Cuando llueve, el loco es un mendigo de calcetines mojados. No hay prestigio en la locura, no hay excentricidad ni desdoblamiento. Hasta Salvador Dalí, mojado, era un perro triste.
Mientras escribo esto, llovizna. Hace días enteros que cae agua en Cataluña. A veces para, a veces regresa, pero nunca se va del todo. No. La primavera no ha llegado, se hace esperar.
Las gotas de la lluvia en un cristal (en esta ventana, por ejemplo) son pequeños individuos enloquecidos. Van, vienen, se quedan quietas, se acoplan y engordan. Me recuerdan a un viejo cuento.
Cuando llueve los enfermos nos vamos al patio y miramos hacia arriba. Nos gusta el agua natural (bañarnos no). Nos gusta el gris del cielo, las enfermeras enfadadas porque les duelen las varices, los doctores con el traje mojado, el desayuno caliente. Pero cuando pasan muchos días y la lluvia no se va, entonces de a poco nos vamos poniendo cuerdos. La lluvia larga nos quita la locura, y empezamos a hacer cosas de gente normal.

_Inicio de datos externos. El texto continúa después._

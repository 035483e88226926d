//! Raw tag values as read from a metadata directory.

use super::rational::Rational;
use serde::Serialize;
use std::collections::BTreeMap;
use std::fmt;

/// A numerator/denominator pair, as stored by EXIF RATIONAL and SRATIONAL.
#[derive(Debug, Clone, Copy, PartialEq, Eq, Serialize)]
pub struct Ratio {
    pub numerator: i64,
    pub denominator: i64,
}

impl Ratio {
    pub fn new(numerator: i64, denominator: i64) -> Self {
        Self {
            numerator,
            denominator,
        }
    }
}

impl fmt::Display for Ratio {
    fn fmt(&self, f: &mut fmt::Formatter<'_>) -> fmt::Result {
        write!(f, "{}/{}", self.numerator, self.denominator)
    }
}

/// Raw value of a single tag.
///
/// Mirrors the EXIF field types closely enough to keep every tag, while
/// collapsing the signed/unsigned and width variants into one numeric kind.
#[derive(Debug, Clone, PartialEq, Serialize)]
#[serde(untagged)]
pub enum TagValue {
    Text(String),
    Integers(Vec<i64>),
    Floats(Vec<f64>),
    Rationals(Vec<Ratio>),
    Bytes(Vec<u8>),
    /// A resolved sub-directory, keyed by tag name
    Directory(BTreeMap<String, TagValue>),
}

impl TagValue {
    /// The string content, for ASCII tags only
    pub fn as_text(&self) -> Option<&str> {
        match self {
            TagValue::Text(text) => Some(text),
            _ => None,
        }
    }

    /// Whether the value carries anything at all.
    ///
    /// Empty strings, empty arrays and empty directories are falsy.
    pub fn is_truthy(&self) -> bool {
        match self {
            TagValue::Text(text) => !text.is_empty(),
            TagValue::Integers(values) => !values.is_empty(),
            TagValue::Floats(values) => !values.is_empty(),
            TagValue::Rationals(values) => !values.is_empty(),
            TagValue::Bytes(values) => !values.is_empty(),
            TagValue::Directory(entries) => !entries.is_empty(),
        }
    }

    /// View a numeric array as normalizer inputs.
    ///
    /// Text, opaque bytes and directories are not ordered numeric sequences
    /// and yield `None`.
    pub fn as_sequence(&self) -> Option<Vec<Rational>> {
        match self {
            TagValue::Rationals(values) => Some(values.iter().copied().map(Rational::Pair).collect()),
            TagValue::Integers(values) => Some(
                values
                    .iter()
                    .map(|v| Rational::FloatLike(*v as f64))
                    .collect(),
            ),
            TagValue::Floats(values) => Some(values.iter().copied().map(Rational::FloatLike).collect()),
            TagValue::Text(_) | TagValue::Bytes(_) | TagValue::Directory(_) => None,
        }
    }
}

fn write_list<T: fmt::Display>(f: &mut fmt::Formatter<'_>, values: &[T]) -> fmt::Result {
    if let [single] = values {
        return write!(f, "{}", single);
    }
    write!(f, "(")?;
    for (i, value) in values.iter().enumerate() {
        if i > 0 {
            write!(f, ", ")?;
        }
        write!(f, "{}", value)?;
    }
    write!(f, ")")
}

impl fmt::Display for TagValue {
    fn fmt(&self, f: &mut fmt::Formatter<'_>) -> fmt::Result {
        match self {
            TagValue::Text(text) => write!(f, "{}", text),
            TagValue::Integers(values) => write_list(f, values),
            TagValue::Floats(values) => write_list(f, values),
            TagValue::Rationals(values) => write_list(f, values),
            TagValue::Bytes(bytes) => write!(f, "<{} bytes>", bytes.len()),
            TagValue::Directory(entries) => write!(f, "{{{} entries}}", entries.len()),
        }
    }
}
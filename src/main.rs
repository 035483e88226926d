//! # exif-lab CLI
//!
//! Command-line interface for the metadata lab.
//!
//! ## Usage
//! ```bash
//! exif-lab inspect photo.jpg --max-width 800
//! exif-lab report ~/Photos --format json --output exif.json
//! ```

mod cli;

use image_metadata_lab::Result;

fn main() -> Result<()> {
    cli::run()
}
//! # Image Metadata Lab
//!
//! Reads capture time and GPS position from photo EXIF data, and converts
//! photos to downscaled grayscale copies.
//!
//! ## Architecture
//! - `core` - Extraction, scanning, reporting and image processing
//! - `events` - Progress reporting for batch runs
//! - `error` - Error types
//!
//! ## Example
//! ```rust,ignore
//! let summary = image_metadata_lab::core::read_summary(Path::new("IMG_0001.jpg"))?;
//! if let (Some(lat), Some(lon)) = (summary.latitude(), summary.longitude()) {
//!     println!("{lat}, {lon}");
//! }
//! ```

pub mod core;
pub mod error;
pub mod events;

// Re-export commonly used types at the crate root
pub use error::{LabError, Result};

/// Initialize tracing for the library
///
/// Reads `RUST_LOG`; `default_level` applies when it is unset.
/// This should be called once by the application entry point.
pub fn init_tracing(default_level: &str) {
    let filter = tracing_subscriber::EnvFilter::try_from_default_env()
        .unwrap_or_else(|_| tracing_subscriber::EnvFilter::new(default_level));
    let subscriber = tracing_subscriber::fmt()
        .with_env_filter(filter)
        .with_writer(std::io::stderr)
        .finish();
    tracing::subscriber::set_global_default(subscriber)
        .expect("Failed to set global default tracing subscriber");
}
//! Fixture helpers shared by the integration tests.

#![allow(dead_code)]

use exif::experimental::Writer;
use exif::{Field, In, Rational, Tag, Value};
use std::fs;
use std::io::Cursor;
use std::path::{Path, PathBuf};

pub fn ascii(tag: Tag, text: &str) -> Field {
    Field {
        tag,
        ifd_num: In::PRIMARY,
        value: Value::Ascii(vec![text.as_bytes().to_vec()]),
    }
}

pub fn dms(tag: Tag, degrees: u32, minutes: u32, seconds: u32) -> Field {
    rationals(tag, &[(degrees, 1), (minutes, 1), (seconds, 1)])
}

pub fn rationals(tag: Tag, values: &[(u32, u32)]) -> Field {
    Field {
        tag,
        ifd_num: In::PRIMARY,
        value: Value::Rational(
            values
                .iter()
                .map(|(num, denom)| Rational {
                    num: *num,
                    denom: *denom,
                })
                .collect(),
        ),
    }
}

/// Encode the given EXIF fields as a bare TIFF structure
pub fn exif_tiff_bytes(fields: &[Field]) -> Vec<u8> {
    let mut writer = Writer::new();
    for field in fields {
        writer.push_field(field);
    }

    let mut buffer = Cursor::new(Vec::new());
    writer.write(&mut buffer, false).unwrap();
    buffer.into_inner()
}

/// Write a TIFF container holding only the given EXIF fields
pub fn write_exif_tiff(path: &Path, fields: &[Field]) -> PathBuf {
    fs::write(path, exif_tiff_bytes(fields)).unwrap();
    path.to_path_buf()
}

/// Encode a real JPEG and place `tiff` in an APP1 `Exif` segment right
/// after the SOI marker
pub fn jpeg_with_exif_segment(tiff: &[u8]) -> Vec<u8> {
    let mut encoded = Cursor::new(Vec::new());
    image::RgbImage::from_pixel(16, 16, image::Rgb([200, 120, 40]))
        .write_to(&mut encoded, image::ImageFormat::Jpeg)
        .unwrap();
    let encoded = encoded.into_inner();
    assert_eq!(&encoded[..2], &[0xFF, 0xD8]);

    let mut payload = b"Exif\0\0".to_vec();
    payload.extend_from_slice(tiff);
    let length = u16::try_from(payload.len() + 2).unwrap();

    let mut jpeg = vec![0xFF, 0xD8, 0xFF, 0xE1];
    jpeg.extend_from_slice(&length.to_be_bytes());
    jpeg.extend_from_slice(&payload);
    jpeg.extend_from_slice(&encoded[2..]);
    jpeg
}

/// Write a JPEG whose APP1 segment holds the given EXIF fields
pub fn write_exif_jpeg(path: &Path, fields: &[Field]) -> PathBuf {
    fs::write(path, jpeg_with_exif_segment(&exif_tiff_bytes(fields))).unwrap();
    path.to_path_buf()
}

/// Write a small PNG without any metadata
pub fn write_plain_png(path: &Path, width: u32, height: u32) -> PathBuf {
    image::RgbImage::from_pixel(width, height, image::Rgb([90, 160, 220]))
        .save(path)
        .unwrap();
    path.to_path_buf()
}
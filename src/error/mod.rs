//! # Error Module
//!
//! Error types for the metadata lab.
//!
//! ## Design Principles
//! - **Never panic** on user data - return errors instead
//! - **Include context** - paths, file names, what went wrong
//! - **Fatal only at the door** - failing to open or recognise an image is an
//!   error; anything wrong inside its metadata is not

use std::path::PathBuf;
use thiserror::Error;

/// Top-level application error
#[derive(Error, Debug)]
pub enum LabError {
    #[error("Metadata extraction error: {0}")]
    Extract(#[from] ExtractError),

    #[error("Image processing error: {0}")]
    Transform(#[from] TransformError),

    #[error("Scanning error: {0}")]
    Scan(#[from] ScanError),

    #[error("Report generation error: {0}")]
    Report(#[from] ReportError),
}

/// Fatal errors while reading an image's metadata.
///
/// Only a file that cannot be opened or is not an image at all ends up here.
#[derive(Error, Debug)]
pub enum ExtractError {
    #[error("Failed to open image file {path}: {source}")]
    Open {
        path: PathBuf,
        #[source]
        source: std::io::Error,
    },

    #[error("Not a recognised image container: {path}")]
    UnrecognizedFormat { path: PathBuf },
}

/// Errors fetching a sub-directory from a metadata container.
///
/// These never leave the extractor; they mean "no such directory".
#[derive(Error, Debug, Clone, PartialEq, Eq)]
pub enum DirectoryError {
    #[error("Sub-directory {pointer:#06x} is not present")]
    Missing { pointer: u16 },

    #[error("Sub-directory {pointer:#06x} is not supported by this container")]
    Unsupported { pointer: u16 },

    #[error("Sub-directory {pointer:#06x} is malformed: {reason}")]
    Malformed { pointer: u16, reason: String },
}

/// Errors from the grayscale/resize transform
#[derive(Error, Debug)]
pub enum TransformError {
    #[error("Could not read image {path}: {reason}")]
    Read { path: PathBuf, reason: String },

    #[error("Image has invalid dimensions: {width}x{height}")]
    InvalidDimensions { width: u32, height: u32 },

    #[error("Resize failed: {0}")]
    Resize(String),

    #[error("Could not write output image {path}: {reason}")]
    Write { path: PathBuf, reason: String },
}

/// Errors that occur while discovering images
#[derive(Error, Debug)]
pub enum ScanError {
    #[error("Path not found: {path}")]
    NotFound { path: PathBuf },

    #[error("Permission denied accessing: {path}")]
    PermissionDenied { path: PathBuf },

    #[error("Failed to read directory {path}: {source}")]
    ReadDirectory {
        path: PathBuf,
        #[source]
        source: std::io::Error,
    },
}

/// Errors that occur during report generation
#[derive(Error, Debug)]
pub enum ReportError {
    #[error("Failed to write report {path}: {source}")]
    Io {
        path: PathBuf,
        #[source]
        source: std::io::Error,
    },

    #[error("Failed to write CSV report: {0}")]
    Csv(#[from] csv::Error),

    #[error("Failed to serialize JSON report: {0}")]
    Json(#[from] serde_json::Error),
}

/// Convenience Result type alias
pub type Result<T> = std::result::Result<T, LabError>;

Nos fijamos en el periódico qué ha pasado con la opa de Endesa, hablamos del tiempo, nos saludamos con un apretón de manos, nos deseamos buenas noches, hacemos sudokus, revolvemos el café con leche y miramos por la ventana con gesto de impaciencia.
Los locos, con el agua que no se interrumpe, nos aplacamos, perdemos los poderes, nos quitan la alegría.

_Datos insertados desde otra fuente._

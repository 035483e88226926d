//! # CLI Module
//!
//! Command-line interface for the metadata lab.
//!
//! ## Usage
//! ```bash
//! # Print capture time and GPS position, then save a grayscale copy
//! exif-lab inspect IMG_0001.jpg --output out/gray.jpg --max-width 800
//!
//! # Metadata only
//! exif-lab inspect IMG_0001.jpg --no-transform --tags
//!
//! # CSV report for a directory, on stdout
//! exif-lab report ~/Photos
//!
//! # JSON report to a file
//! exif-lab report ~/Photos --output reports/exif.json
//! ```

use clap::{Parser, Subcommand, ValueEnum};
use console::{style, Term};
use image_metadata_lab::core::batch::{Batch, BatchResult};
use image_metadata_lab::core::metadata::{read_summary, MetadataSummary, TagValue};
use image_metadata_lab::core::reporter::{export_to_file, format_timestamp, write_report, ReportFormat};
use image_metadata_lab::core::transform::{to_grayscale_and_resize, ProcessResult, TransformOptions};
use image_metadata_lab::error::Result;
use image_metadata_lab::events::{Event, EventChannel, ExtractEvent, ScanEvent};
use indicatif::{ProgressBar, ProgressStyle};
use std::path::{Path, PathBuf};
use std::thread;

/// Image Metadata Lab - EXIF capture time, GPS position and grayscale copies
#[derive(Parser, Debug)]
#[command(name = "exif-lab")]
#[command(author, version, about, long_about = None)]
pub struct Cli {
    #[command(subcommand)]
    command: Commands,

    /// Verbose logging (same as RUST_LOG=debug)
    #[arg(short, long, global = true)]
    verbose: bool,
}

#[derive(Subcommand, Debug)]
enum Commands {
    /// Show the EXIF summary of one image and save a grayscale copy
    Inspect {
        /// Path to an image file
        input: PathBuf,

        /// Output path for the processed image
        #[arg(short, long, default_value = "data/output/processed_gray.jpg")]
        output: PathBuf,

        /// Max width for resizing (preserves aspect ratio)
        #[arg(long, default_value = "1024")]
        max_width: u32,

        /// Only read metadata, do not write a processed image
        #[arg(long)]
        no_transform: bool,

        /// Also list every raw tag
        #[arg(long)]
        tags: bool,
    },

    /// Summarize images in files or flat directories as CSV or JSON
    Report {
        /// Image files or directories
        #[arg(required = true)]
        paths: Vec<PathBuf>,

        /// Report format (defaults to the output extension, else CSV)
        #[arg(short, long)]
        format: Option<Format>,

        /// Write the report here instead of stdout
        #[arg(short, long)]
        output: Option<PathBuf>,

        /// Include hidden files
        #[arg(long)]
        include_hidden: bool,
    },
}

#[derive(Debug, Clone, Copy, ValueEnum)]
enum Format {
    /// filename,date_time_original,latitude,longitude
    Csv,
    /// Array of objects, 2-space indent
    Json,
}

impl From<Format> for ReportFormat {
    fn from(format: Format) -> Self {
        match format {
            Format::Csv => ReportFormat::Csv,
            Format::Json => ReportFormat::Json,
        }
    }
}

/// Run the CLI
pub fn run() -> Result<()> {
    let cli = Cli::parse();
    image_metadata_lab::init_tracing(if cli.verbose { "debug" } else { "warn" });

    match cli.command {
        Commands::Inspect {
            input,
            output,
            max_width,
            no_transform,
            tags,
        } => run_inspect(&input, (!no_transform).then_some(output), max_width, tags),
        Commands::Report {
            paths,
            format,
            output,
            include_hidden,
        } => {
            let format = format
                .map(ReportFormat::from)
                .or_else(|| output.as_deref().and_then(ReportFormat::from_path))
                .unwrap_or(ReportFormat::Csv);
            run_report(paths, format, output, include_hidden)
        }
    }
}

fn run_inspect(input: &Path, output: Option<PathBuf>, max_width: u32, show_tags: bool) -> Result<()> {
    let summary = read_summary(input)?;
    print_summary(&summary);

    if show_tags {
        print_tags(&summary);
    }

    if let Some(output) = output {
        let result = to_grayscale_and_resize(
            input,
            &output,
            TransformOptions {
                max_width: Some(max_width),
            },
        )?;
        print_process_result(&result);
    }

    Ok(())
}

fn display_or_none<T: ToString>(value: Option<T>) -> String {
    value
        .map(|v| v.to_string())
        .unwrap_or_else(|| style("None").dim().to_string())
}

fn print_summary(summary: &MetadataSummary) {
    println!("{}", style("EXIF Summary").bold());
    println!("-----------");
    println!(
        "DateTimeOriginal: {}",
        display_or_none(summary.capture_timestamp().map(format_timestamp))
    );
    println!(
        "Latitude:         {}",
        display_or_none(summary.latitude().map(|v| format!("{:?}", v)))
    );
    println!(
        "Longitude:        {}",
        display_or_none(summary.longitude().map(|v| format!("{:?}", v)))
    );
}

fn print_tags(summary: &MetadataSummary) {
    println!();
    println!("{}", style("Raw Tags").bold());
    println!("--------");
    for (name, value) in summary.raw_tags() {
        match value {
            TagValue::Directory(entries) => {
                println!("{}:", name);
                for (sub_name, sub_value) in entries {
                    println!("  {}: {}", sub_name, sub_value);
                }
            }
            _ => println!("{}: {}", name, value),
        }
    }
}

fn print_process_result(result: &ProcessResult) {
    println!();
    println!("{}", style("Processing Result").bold());
    println!("-----------------");
    println!("Original size: {:?}", result.original_size);
    println!("Output size:   {:?}", result.output_size);
    println!("Saved to:      {}", result.output_path.display());
}

fn run_report(
    paths: Vec<PathBuf>,
    format: ReportFormat,
    output: Option<PathBuf>,
    include_hidden: bool,
) -> Result<()> {
    let term = Term::stderr();

    let batch = Batch::builder()
        .paths(paths)
        .include_hidden(include_hidden)
        .build();

    let (sender, receiver) = EventChannel::new();

    let progress = ProgressBar::new(0);
    progress.set_style(
        ProgressStyle::default_bar()
            .template("{spinner:.green} [{bar:40.cyan/blue}] {pos}/{len} {msg}")
            .unwrap_or_else(|_| ProgressStyle::default_bar())
            .progress_chars("█▓░"),
    );

    let progress_clone = progress.clone();
    let event_thread = thread::spawn(move || {
        for event in receiver.iter() {
            match event {
                Event::Scan(ScanEvent::Completed { total_photos }) => {
                    progress_clone.set_length(total_photos as u64);
                }
                Event::Extract(ExtractEvent::Progress(p)) => {
                    progress_clone.set_position(p.completed as u64);
                    progress_clone.set_message(
                        p.current_path
                            .file_name()
                            .unwrap_or_default()
                            .to_string_lossy()
                            .into_owned(),
                    );
                }
                Event::Extract(ExtractEvent::Completed { .. }) => {
                    progress_clone.finish_and_clear();
                }
                _ => {}
            }
        }
    });

    let result = batch.run_with_events(&sender);

    // Drop sender to signal event thread to finish
    drop(sender);
    event_thread.join().ok();
    progress.finish_and_clear();

    let result = result?;
    let rows = result.rows();

    match output {
        Some(ref path) => export_to_file(&rows, path, format)?,
        None => write_report(&rows, std::io::stdout().lock(), format)?,
    }

    print_batch_summary(&term, &result, output.as_deref());
    Ok(())
}

fn print_batch_summary(term: &Term, result: &BatchResult, output: Option<&Path>) {
    for error in &result.scan_errors {
        term.write_line(&format!("{} {}", style("!").yellow().bold(), error))
            .ok();
    }
    for failure in &result.failures {
        term.write_line(&format!(
            "{} {}",
            style("✗").red().bold(),
            failure.message
        ))
        .ok();
    }

    term.write_line(&format!(
        "{} {} images summarized ({:.1} MB), {} with GPS, {} without metadata, {} failed in {:.1}s",
        style("✓").green().bold(),
        style(result.summaries.len()).cyan(),
        result.total_bytes() as f64 / 1_048_576.0,
        style(result.located_count()).cyan(),
        style(result.untagged_count()).cyan(),
        style(result.failures.len()).cyan(),
        result.duration_ms as f64 / 1000.0
    ))
    .ok();

    if let Some(path) = output {
        term.write_line(&format!("  Report saved to {}", path.display()))
            .ok();
    }
}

La lluvia está bien, las gotas de agua son buenas. Pero no tantos días sin parar. Ahora necesitamos un cambio.
Si las cosas siguen así por mucho tiempo, es posible que quedemos todos libres, que el hospital se quede vacío, y que los doctores no tengan a quien curar.
Dios no lo permita: que salga el sol.